I’m sure I’m not the only one who has this.Maybe someone else can confirm/affirm this for me?

Think about it – say you give someone a deck of cards to shuffle and sort. Then you give someone else two decks to shuffle and sort, while they’re having a conversation with someone and an important piece of news is playing on the t.v. behind them. If the two people race to get done with their shuffling and sorting, the person with the two decks of cards are is going to take longer — because they have more to sort through, in the first place. And they have these other distractions going on around them.

That’s what it’s like after concussion/TBI – so of course I’m going to seem “slower” than others — when in fact, my brain is actually working harder, and perhaps even more efficiently than others, because it has so damned much stuff to sort through.

I think this can also explain why folks after TBI have the same IQ level as before, only now their processing speed is slower.

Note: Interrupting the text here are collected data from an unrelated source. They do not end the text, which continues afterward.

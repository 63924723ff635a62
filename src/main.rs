use std::path::PathBuf;

use anyhow::Result;
use tracing_subscriber::EnvFilter;

use taskboard::config::Config;
use taskboard::server;

#[tokio::main]
async fn main() -> Result<()> {
    tracing_subscriber::fmt()
        .with_env_filter(
            EnvFilter::try_from_default_env().unwrap_or_else(|_| EnvFilter::new("info")),
        )
        .init();

    // Optional config file path as the sole argument.
    let config_path = std::env::args().nth(1).map(PathBuf::from);
    let config = Config::load(config_path.as_deref())?;

    server::run(config).await?;
    Ok(())
}
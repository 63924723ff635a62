pub mod collection;
pub mod comment;
pub mod status;
pub mod task;

pub use collection::{find_duplicate_id, find_task, find_task_mut, Collection};
pub use comment::Comment;
pub use status::Status;
pub use task::{mint_id, now_timestamp, Assignee, Priority, Task, TaskDraft, TaskPatch};
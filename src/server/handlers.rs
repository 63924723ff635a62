use std::convert::Infallible;

use axum::extract::rejection::JsonRejection;
use axum::extract::State;
use axum::http::StatusCode;
use axum::response::sse::{Event, KeepAlive, Sse};
use axum::response::{IntoResponse, Response};
use axum::Json;
use futures::stream::{self, Stream, StreamExt};
use serde::Serialize;
use serde_json::json;
use tokio::sync::broadcast;
use tracing::{debug, warn};

use super::AppState;
use crate::error::Error;
use crate::models::{find_duplicate_id, Task};

/// Structured error reply. Store failures map to 500, malformed
/// payloads to 400; handlers never panic on I/O.
#[derive(Debug)]
pub struct ApiError {
    pub status: StatusCode,
    pub detail: String,
}

impl ApiError {
    fn bad_request(detail: impl Into<String>) -> Self {
        Self {
            status: StatusCode::BAD_REQUEST,
            detail: detail.into(),
        }
    }
}

impl From<Error> for ApiError {
    fn from(err: Error) -> Self {
        let status = match err {
            Error::DuplicateTaskId(_) => StatusCode::BAD_REQUEST,
            _ => StatusCode::INTERNAL_SERVER_ERROR,
        };
        Self {
            status,
            detail: err.to_string(),
        }
    }
}

impl IntoResponse for ApiError {
    fn into_response(self) -> Response {
        (self.status, Json(json!({ "error": self.detail }))).into_response()
    }
}

#[derive(Debug, Serialize)]
pub struct Ack {
    pub message: &'static str,
}

/// GET /api/tasks — the current full collection, `[]` included.
pub async fn get_tasks(State(state): State<AppState>) -> Result<Json<Vec<Task>>, ApiError> {
    let tasks = state.store.read()?;
    debug!(count = tasks.len(), "served task collection");
    Ok(Json(tasks))
}

/// POST /api/tasks — replace the whole collection. The payload must
/// parse as a task array with unique ids; otherwise the store is left
/// untouched and the client gets a 400.
pub async fn replace_tasks(
    State(state): State<AppState>,
    payload: Result<Json<Vec<Task>>, JsonRejection>,
) -> Result<Json<Ack>, ApiError> {
    let Json(tasks) = payload.map_err(|rejection| {
        warn!(error = %rejection.body_text(), "rejected malformed replace payload");
        ApiError::bad_request(rejection.body_text())
    })?;

    if let Some(id) = find_duplicate_id(&tasks) {
        return Err(Error::DuplicateTaskId(id.to_string()).into());
    }

    state.store.write(&tasks)?;
    debug!(count = tasks.len(), "replaced task collection");

    // Subscribers are optional; send only fails with none connected.
    let _ = state.changes.send(tasks);

    Ok(Json(Ack {
        message: "Tasks updated",
    }))
}

/// GET /api/tasks/updates — long-lived SSE stream. The current
/// collection goes out immediately on connect, then one event per
/// change. Dropping the response releases the subscription.
pub async fn task_updates(
    State(state): State<AppState>,
) -> Sse<impl Stream<Item = Result<Event, Infallible>>> {
    let rx = state.changes.subscribe();

    let initial: Vec<Result<Event, Infallible>> = match state.store.read() {
        Ok(tasks) => collection_event(&tasks).map(Ok).into_iter().collect(),
        Err(err) => {
            warn!(error = %err, "skipping initial snapshot for subscriber");
            Vec::new()
        }
    };

    let rest = stream::unfold(rx, |mut rx| async move {
        loop {
            match rx.recv().await {
                Ok(tasks) => {
                    if let Some(event) = collection_event(&tasks) {
                        return Some((Ok(event), rx));
                    }
                }
                Err(broadcast::error::RecvError::Lagged(skipped)) => {
                    // Snapshots are complete, so only the newest matters.
                    debug!(skipped, "subscriber lagged behind change channel");
                }
                Err(broadcast::error::RecvError::Closed) => return None,
            }
        }
    });

    Sse::new(stream::iter(initial).chain(rest)).keep_alive(KeepAlive::default())
}

fn collection_event(tasks: &[Task]) -> Option<Event> {
    match serde_json::to_string(tasks) {
        Ok(body) => Some(Event::default().data(body)),
        Err(err) => {
            warn!(error = %err, "could not serialize collection for push");
            None
        }
    }
}
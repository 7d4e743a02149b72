//! PTY channel for interactive device sessions.

use std::time::Duration;

use log::trace;
use regex::bytes::Regex;
use russh::client::Msg;
use russh::{Channel, ChannelMsg};

use super::buffer::PatternBuffer;
use crate::error::{ChannelError, Result};

/// Configuration for PTY channel reads.
#[derive(Debug, Clone)]
pub struct PtyConfig {
    /// How long one read attempt waits for data.
    pub poll_interval: Duration,

    /// Default number of read attempts before giving up on a pattern.
    pub max_loops: usize,

    /// Search depth for prompt matching.
    pub search_depth: usize,
}

impl Default for PtyConfig {
    fn default() -> Self {
        Self {
            poll_interval: Duration::from_millis(100),
            max_loops: 500,
            search_depth: 1000,
        }
    }
}

/// Interactive shell channel with pattern-based reads.
///
/// Exactly one request/response exchange is in flight at a time; every
/// method takes `&mut self`.
pub struct PtyChannel {
    channel: Channel<Msg>,
    buffer: PatternBuffer,
    config: PtyConfig,
}

impl PtyChannel {
    /// Wrap an already opened shell channel.
    pub fn new(channel: Channel<Msg>, config: PtyConfig) -> Self {
        Self {
            buffer: PatternBuffer::new(config.search_depth),
            channel,
            config,
        }
    }

    /// Send a line of input, terminated with a newline.
    pub async fn send(&mut self, input: &str) -> Result<()> {
        trace!("pty send: {:?}", input);
        let line = format!("{input}\n");
        self.write_raw(line.as_bytes()).await
    }

    /// Write raw bytes without waiting for any response.
    pub async fn write_raw(&mut self, data: &[u8]) -> Result<()> {
        self.channel
            .data(data)
            .await
            .map_err(ChannelError::Ssh)?;
        Ok(())
    }

    /// Read until `pattern` appears in the buffer tail.
    ///
    /// Each attempt waits at most one poll interval for data. When
    /// `max_loops` attempts (or the configured default) pass without a match,
    /// [`ChannelError::PatternTimeout`] is returned. The matched data,
    /// prompt included, is drained from the buffer.
    pub async fn read_until_pattern(
        &mut self,
        pattern: &Regex,
        max_loops: Option<usize>,
    ) -> Result<Vec<u8>> {
        let attempts = max_loops.unwrap_or(self.config.max_loops);

        for _ in 0..attempts {
            if self.buffer.tail_contains(pattern) {
                return Ok(self.buffer.take());
            }

            match tokio::time::timeout(self.config.poll_interval, self.channel.wait()).await {
                Err(_) => continue,
                Ok(Some(ChannelMsg::Data { data })) => {
                    trace!("pty read {} bytes", data.len());
                    self.buffer.extend(&data);
                }
                Ok(Some(ChannelMsg::ExtendedData { data, .. })) => {
                    self.buffer.extend(&data);
                }
                Ok(Some(ChannelMsg::Eof | ChannelMsg::Close)) | Ok(None) => {
                    return Err(ChannelError::Closed.into());
                }
                Ok(Some(_)) => {}
            }
        }

        if self.buffer.tail_contains(pattern) {
            return Ok(self.buffer.take());
        }

        Err(ChannelError::PatternTimeout {
            pattern: pattern.as_str().to_string(),
            attempts,
        }
        .into())
    }

    /// Close the channel.
    pub async fn close(self) -> Result<()> {
        self.channel.close().await.map_err(ChannelError::Ssh)?;
        Ok(())
    }

    pub fn config(&self) -> &PtyConfig {
        &self.config
    }
}
//! Pattern buffer with tail-search prompt detection.
//!
//! Only the last `search_depth` bytes are searched for prompts, which keeps
//! prompt detection cheap on large dumps such as `display current-configuration`.

use std::fmt;

use bytes::BytesMut;
use regex::bytes::Regex;

/// Collects printable output from the vte state machine.
#[derive(Default)]
struct Printable {
    out: Vec<u8>,
}

impl vte::Perform for Printable {
    fn print(&mut self, c: char) {
        let mut utf8 = [0u8; 4];
        self.out
            .extend_from_slice(c.encode_utf8(&mut utf8).as_bytes());
    }

    fn execute(&mut self, byte: u8) {
        // Keep line structure, drop bells, backspaces and other C0 controls.
        if matches!(byte, b'\n' | b'\r' | b'\t') {
            self.out.push(byte);
        }
    }
}

/// Buffer for accumulating device output and searching it for prompts.
///
/// ANSI escape sequences are stripped on the way in. The vte parser is kept
/// across calls so a sequence split over two reads is still removed.
pub struct PatternBuffer {
    buffer: BytesMut,
    parser: vte::Parser,
    search_depth: usize,
}

impl PatternBuffer {
    /// Create a new pattern buffer that searches the last `search_depth` bytes.
    pub fn new(search_depth: usize) -> Self {
        Self {
            buffer: BytesMut::with_capacity(4096),
            parser: vte::Parser::new(),
            search_depth,
        }
    }

    /// Extend the buffer with new data, stripping ANSI escape codes.
    pub fn extend(&mut self, data: &[u8]) {
        let mut printable = Printable::default();
        self.parser.advance(&mut printable, data);
        self.buffer.extend_from_slice(&printable.out);
    }

    /// Search only the tail of the buffer for the pattern.
    pub fn search_tail(&self, pattern: &Regex) -> Option<regex::bytes::Match<'_>> {
        let start = self.buffer.len().saturating_sub(self.search_depth);
        pattern.find(&self.buffer[start..])
    }

    /// Check if the tail contains a pattern match.
    pub fn tail_contains(&self, pattern: &Regex) -> bool {
        self.search_tail(pattern).is_some()
    }

    /// Take ownership of the buffer contents and reset.
    pub fn take(&mut self) -> Vec<u8> {
        self.buffer.split().to_vec()
    }

    /// Get a reference to the buffer contents.
    pub fn as_slice(&self) -> &[u8] {
        &self.buffer
    }

    pub fn len(&self) -> usize {
        self.buffer.len()
    }

    pub fn is_empty(&self) -> bool {
        self.buffer.is_empty()
    }

    pub fn clear(&mut self) {
        self.buffer.clear();
    }
}

impl Default for PatternBuffer {
    fn default() -> Self {
        Self::new(1000)
    }
}

impl fmt::Debug for PatternBuffer {
    fn fmt(&self, f: &mut fmt::Formatter<'_>) -> fmt::Result {
        f.debug_struct("PatternBuffer")
            .field("len", &self.buffer.len())
            .field("search_depth", &self.search_depth)
            .finish()
    }
}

I’d like to challenge the idea that processing speed is actually slower, in fact. Because regular measures probably don’t factor in the distractions and added sensitivities that have to be filtered and processed. Heck, if you look at the sum total of all the activity, it could be that post-TBI, your processing speed actually increases — but your brain is so busy trying to sort things out and re-categorize them and figure out what it all means (all over again) and re-learn the old past familiar things… not to mention battle against the rising dismay that things “don’t work like they should” and the wondering “what the hell is wrong with me?!” … that the end result and net effect looks like you’re stupid and slow and not keeping up.

That’s my theory, anyway. Although it’s almost purely anecdotal, it’s consistent with my experience, so I’ll have to go with that.

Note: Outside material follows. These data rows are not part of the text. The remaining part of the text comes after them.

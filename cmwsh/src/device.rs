//! The device facade tying a session, a file transfer and the
//! configuration lifecycle together.

use indexmap::IndexMap;
use log::{debug, info, warn};
use serde::Serialize;

use crate::channel::patterns::{SYSTEM_VIEW, USER_VIEW, compile_expect_pattern};
use crate::config::{Candidate, CandidateSource, ConfigManager, IntegrityVerifier};
use crate::driver::{CliSession, DeviceOptions, Response};
use crate::error::{ChannelError, DriverError, Result};
use crate::facts::{
    self, ArpEntry, DeviceFacts, FactsOutput, Interface, InterfaceAddresses, InterfaceCounters,
    LldpNeighbor, MacEntry, PingOptions, PingResult,
};
use crate::transport::FileTransfer;

/// Which configurations [`ComwareDevice::get_config`] should fetch.
#[derive(Debug, Clone, Copy, PartialEq, Eq, Default)]
pub enum ConfigRetrieve {
    #[default]
    All,
    Running,
    Startup,
    Candidate,
}

impl ConfigRetrieve {
    fn includes(self, other: Self) -> bool {
        self == Self::All || self == other
    }
}

/// Configurations of a device. Parts not retrieved are empty.
#[derive(Debug, Clone, Default, PartialEq, Eq, Serialize)]
pub struct DeviceConfig {
    pub running: String,
    /// The platform offers no way to read the startup file back; always empty.
    pub startup: String,
    /// Staged merge lines, if any.
    pub candidate: String,
}

/// An H3C Comware switch.
///
/// Owns one CLI session, the file transfer used for replace candidates,
/// and the configuration lifecycle state.
///
/// # Example
///
/// ```rust,no_run
/// use cmwsh::driver::DriverBuilder;
///
/// # async fn example() -> Result<(), cmwsh::Error> {
/// let mut device = DriverBuilder::new("10.0.0.1")
///     .username("admin")
///     .password("secret")
///     .build()?;
/// device.open().await?;
///
/// device.load_merge_candidate(["interface Vlan-interface10", " description users"])?;
/// println!("{}", device.compare_config().await?);
/// device.commit_config().await?;
///
/// device.close().await?;
/// # Ok(())
/// # }
/// ```
pub struct ComwareDevice<S: CliSession, T: FileTransfer> {
    session: S,
    transfer: T,
    config: ConfigManager,
    options: DeviceOptions,
    file_prompt_changed: bool,
    file_prompt_checked: bool,
}

impl<S: CliSession, T: FileTransfer> ComwareDevice<S, T> {
    pub fn new(session: S, transfer: T, options: DeviceOptions) -> Self {
        let verifier = IntegrityVerifier::new(options.file_system.clone());
        Self {
            session,
            transfer,
            config: ConfigManager::new(verifier),
            options,
            file_prompt_changed: false,
            file_prompt_checked: false,
        }
    }

    pub fn session(&self) -> &S {
        &self.session
    }

    pub fn options(&self) -> &DeviceOptions {
        &self.options
    }

    pub fn config_manager(&self) -> &ConfigManager {
        &self.config
    }

    pub async fn open(&mut self) -> Result<()> {
        self.session.open().await
    }

    /// Restore the file prompt mode if it was changed, then close the
    /// session.
    ///
    /// The session is closed even when restoring fails.
    pub async fn close(&mut self) -> Result<()> {
        if self.file_prompt_changed && self.session.is_open() {
            match self.set_file_prompt("file prompt alert").await {
                Ok(()) => debug!("file prompt restored to alert"),
                Err(e) => warn!("failed to restore file prompt: {}", e),
            }
        }
        self.file_prompt_changed = false;
        self.file_prompt_checked = false;
        self.session.close().await
    }

    pub async fn is_alive(&mut self) -> bool {
        self.session.is_alive().await
    }

    /// Run each command and collect its output, in order.
    pub async fn cli<I, C>(&mut self, commands: I) -> Result<IndexMap<String, String>>
    where
        I: IntoIterator<Item = C>,
        C: AsRef<str>,
    {
        let mut outputs = IndexMap::new();
        for command in commands {
            let command = command.as_ref();
            let response = self.session.send_command(command).await?;
            outputs.insert(command.to_string(), response.result);
        }
        Ok(outputs)
    }

    /// Run a command and wait for a caller-supplied pattern.
    pub async fn cli_expect(&mut self, command: &str, pattern: &str) -> Result<Response> {
        let pattern = compile_expect_pattern(pattern).map_err(ChannelError::InvalidPattern)?;
        self.session
            .send_command_expect(command, &pattern, Some(self.options.max_loops))
            .await
    }

    async fn output(&mut self, command: &str) -> Result<String> {
        Ok(self.session.send_command(command).await?.result)
    }

    pub async fn get_facts(&mut self) -> Result<DeviceFacts> {
        let version = self.output("display version").await?;
        let sysname = self
            .output("display current-configuration | include sysname")
            .await?;
        let interface_brief = self.output("display ip interface brief").await?;
        let manuinfo = self.output("display device manuinfo").await?;

        Ok(DeviceFacts::parse(FactsOutput {
            version: &version,
            sysname: &sysname,
            interface_brief: &interface_brief,
            manuinfo: &manuinfo,
        }))
    }

    pub async fn get_config(&mut self, retrieve: ConfigRetrieve) -> Result<DeviceConfig> {
        let mut config = DeviceConfig::default();

        if retrieve.includes(ConfigRetrieve::Running) {
            config.running = self.output("display current-configuration").await?;
        }
        if retrieve.includes(ConfigRetrieve::Candidate) {
            if let Some(Candidate::Merge { lines }) = self.config.state().candidate() {
                config.candidate = lines.join("\n");
            }
        }
        Ok(config)
    }

    pub async fn get_interfaces(&mut self) -> Result<IndexMap<String, Interface>> {
        let output = self.output("display interface").await?;
        Ok(facts::parse_interfaces(&output)?)
    }

    pub async fn get_interfaces_counters(&mut self) -> Result<IndexMap<String, InterfaceCounters>> {
        let output = self.output("display interface").await?;
        Ok(facts::parse_counters(&output)?)
    }

    pub async fn get_interfaces_ip(&mut self) -> Result<IndexMap<String, InterfaceAddresses>> {
        let ipv4 = self.output("display ip interface").await?;
        let ipv6 = self.output("display ipv6 interface").await?;
        Ok(facts::parse_addresses(&ipv4, &ipv6)?)
    }

    pub async fn get_lldp_neighbors(&mut self) -> Result<IndexMap<String, Vec<LldpNeighbor>>> {
        let output = self
            .output("display lldp neighbor-information list")
            .await?;
        Ok(facts::parse_lldp_neighbors(&output))
    }

    pub async fn get_arp_table(&mut self) -> Result<Vec<ArpEntry>> {
        let output = self.output("display arp").await?;
        Ok(facts::parse_arp_table(&output))
    }

    pub async fn get_mac_address_table(&mut self) -> Result<Vec<MacEntry>> {
        let output = self.output("display mac-address").await?;
        Ok(facts::parse_mac_address_table(&output)?)
    }

    pub async fn ping(&mut self, destination: &str, options: &PingOptions) -> Result<PingResult> {
        let output = self.output(&options.command(destination)).await?;
        Ok(facts::parse_ping(&output, destination)?)
    }

    /// Stage command lines for a merge commit.
    pub fn load_merge_candidate<I, L>(&mut self, lines: I) -> Result<()>
    where
        I: IntoIterator<Item = L>,
        L: Into<String>,
    {
        self.config.stage_merge(lines)
    }

    /// Stage a block of configuration text for a merge commit.
    pub fn load_merge_candidate_text(&mut self, text: &str) -> Result<()> {
        self.config.stage_merge_text(text)
    }

    /// Upload and stage a full replacement configuration.
    pub async fn load_replace_candidate(&mut self, source: CandidateSource) -> Result<()> {
        self.ensure_file_prompt_quiet().await?;
        self.config
            .stage_replace(&mut self.session, &mut self.transfer, source)
            .await
    }

    pub async fn compare_config(&mut self) -> Result<String> {
        self.config.compare(&mut self.session).await
    }

    pub async fn commit_config(&mut self) -> Result<()> {
        self.ensure_file_prompt_quiet().await?;
        self.config.commit(&mut self.session).await
    }

    pub async fn discard_config(&mut self) -> Result<()> {
        if self.config.state().candidate().is_some_and(Candidate::is_replace) {
            self.ensure_file_prompt_quiet().await?;
        }
        self.config.discard(&mut self.session).await
    }

    pub async fn rollback(&mut self) -> Result<()> {
        if self.config.has_rollback() {
            self.ensure_file_prompt_quiet().await?;
        }
        self.config.rollback(&mut self.session).await
    }

    /// Switch file operations to quiet mode once per session.
    ///
    /// Devices already configured with `file prompt quiet` are left alone
    /// and not restored on close.
    async fn ensure_file_prompt_quiet(&mut self) -> Result<()> {
        if !self.options.auto_file_prompt || self.file_prompt_checked {
            return Ok(());
        }

        let current = self
            .output("display current-configuration | include file prompt")
            .await?;
        if !current.contains("file prompt quiet") {
            self.set_file_prompt("file prompt quiet").await?;
            self.file_prompt_changed = true;
            info!("file prompt set to quiet for this session");
        }
        self.file_prompt_checked = true;
        Ok(())
    }

    async fn set_file_prompt(&mut self, command: &str) -> Result<()> {
        self.session
            .send_command_expect("system-view", &SYSTEM_VIEW, None)
            .await?;
        let response = self
            .session
            .send_command_expect(command, &SYSTEM_VIEW, None)
            .await;
        // leave system view whatever happened to the command itself
        self.session
            .send_command_expect("return", &USER_VIEW, None)
            .await?;

        let response = response?;
        if let Some(message) = response.failure_message {
            return Err(DriverError::CommandFailed { message }.into());
        }
        Ok(())
    }
}

impl<S: CliSession, T: FileTransfer> Drop for ComwareDevice<S, T> {
    fn drop(&mut self) {
        if self.file_prompt_changed {
            warn!("ComwareDevice dropped without close(); file prompt left in quiet mode");
        }
    }
}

It’s ironic, isn’t it, that we go through these things that actually make us stronger and more active, but people who don’t understand and don’t share our experience (including researchers and doctors and therapists and other certified experts), will label us as “weaker” and “less active” and “stupid”… all because they just don’t get it, and they can’t see why they should change their opinions.

I’m not sure what it will take to change this, but for the time being I feel pretty good in my own changing understanding, and it’s giving me some relief from that nagging sense of being stupid and slow and (excuse the expression) retarded.

Anyway, it’s a beautiful day, it’s Memorial Day — so, here’s a big THANK YOU to all who have served, and are serving, and to all who have paid the ultimate price out of love and service and duty. I probably wouldn’t be sitting on my back porch watching the dragonflies making their rounds this morning, if you didn’t do what you do. So, again, thank you.